Anywho, let’s get on with remembering the man….

Grandad had great time for me and I loved him to bits. When I was little, we lived in a mobile in his garden ’til I was two. I don’t know how true this story is but Grandad used to tell me, he’d open his back door some mornings and find a ghostly looking child in a long nightdress just standing there waiting…it was me, sleep walking to, well, I guess my best bud.

There used to be a picture of Granny and Grandad on their wedding day, hanging on the kitchen wall. Grandad was wearing a proper uniform with one of them peaked dress cap thingys. He used to tell me he flew an airplane during the war and he’s take Granny for a spin in it. I used to think, wow, how cool is that. Turns out he used to tell Da, your Grandad, he drove tanks during the war. 😀 He didn’t do either but he was part of the Fórsa Cosanta Áitiúil (FCÁ), the local defence forces during WW2, hence the dapper uniform. I guess it was a bit like the T.A now. (Another bit of family trivia, Grandad’s brother Porrie did fly for the RAF during the war, as a tail gunner in a Lancaster bomber). It makes no odds to me, his coolness has not decreased, but you can imagine from that how good his stories were…..

He had a big garden and behind it they had some fields which at the very bottom included a small wood, a.k.a The Woods. At the time it seemed huuuuge. Grandad used to bring me for walks to the woods, helping me jump the ditches or carrying me across. One wintery day we went down there and Grandad was telling me about The Badgers, who would bite your leg off. He showed me how to keep them away by breaking thick twigs in half as we walked, so they thought is was your bone snapping. I dunno how true that twig snapping story is but at the time I was constantly breaking twigs for fear of losing me leg to a badger. There were wood chopping expeditions to the woods too. Da (your Grandad) and Uncle Mike would go down to chop sticks and Grandad would sit there, give orders and supervise. As I got older,  we discovered some fallen trees that made a really cool fort, that Grandad supplied all the old pots and pans for (probably nicked from Granny’s kitchen). He couldn’t fit in but he’d sit outside. 😀

When they had the big new shed built in the garden, Grandad let us kids use the old shed as a babby house. He hung a swing up for us in there, your Auntie Sarah and Uncle Phil split the back of there heads open falling off it a few times. Grandad would sit there with us, in his deck chair pretending to drink endless cups of coffee made from turf mould and water. Sometimes he’d nod off and me and Sarah would pee ourselves laughing, whilst stealing the biggest logs we could from the stick pile, walking right across in front of him whilst he snoozed. He always approved of the little gardens we’d create next to the babby house.

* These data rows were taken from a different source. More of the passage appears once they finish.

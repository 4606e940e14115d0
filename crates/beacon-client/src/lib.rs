//! Beacon Client
//!
//! Typed access to the discovery daemon for the two kinds of collaborators:
//!
//! - **Broadcasters** register their stream endpoint, keep it fresh with a
//!   [`Heartbeat`], and deregister on clean shutdown.
//! - **Consumers** list the directory and pick a stream with
//!   [`DiscoveryClient::find`], then connect to it directly.

#![deny(unsafe_code)]

pub mod client;
pub mod error;
pub mod heartbeat;

pub use beacon_registry::{BroadcastInfo, BroadcastStatus};
pub use client::DiscoveryClient;
pub use error::{ClientError, Result};
pub use heartbeat::{Heartbeat, HeartbeatHandle};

Grandad loved flowers, he had a great garden. He’d trim the hedges into castle or horse shapes. He showed me what flowers were what…daffodils, tulips, snowdrops, roses, sweet peas and sweet williams….sweet williams and daffodils always remind me of him. There was a field across the road, Grandad would take me into and it was full of cowslips. You never see them anymore. 😦 There used to be a little Robin that hung out in the garden, we’d put out a bowl of bread for him. Grandad used to say he was watching out for us.

When the road was empty, Grandad used to take me onto it and we’d pretend to be driving imaginary cars, him using his walking stick as a steering wheel. Sometimes we’d walk as far as the Thatched Cottage to nose if the Yanks were in or pick the bluebells out of the hedge opposite. Sometimes we’d bring Sheba for a walk up to the canal and watch her swim. During the summer Grandad used to hold my hands whilst I stood on a big stone in the water, dipping me toes in the deeper bit.

Ugh Small Man, I wish you could have met him and him you, ye would have loved each other. I wish I had more photos to show you….you know he was a bit of a photographer too. He’d take pictures of us and send them into The Topic for our birthday’s. I remember him developing photos in the bathroom and hanging them on the line over the bath.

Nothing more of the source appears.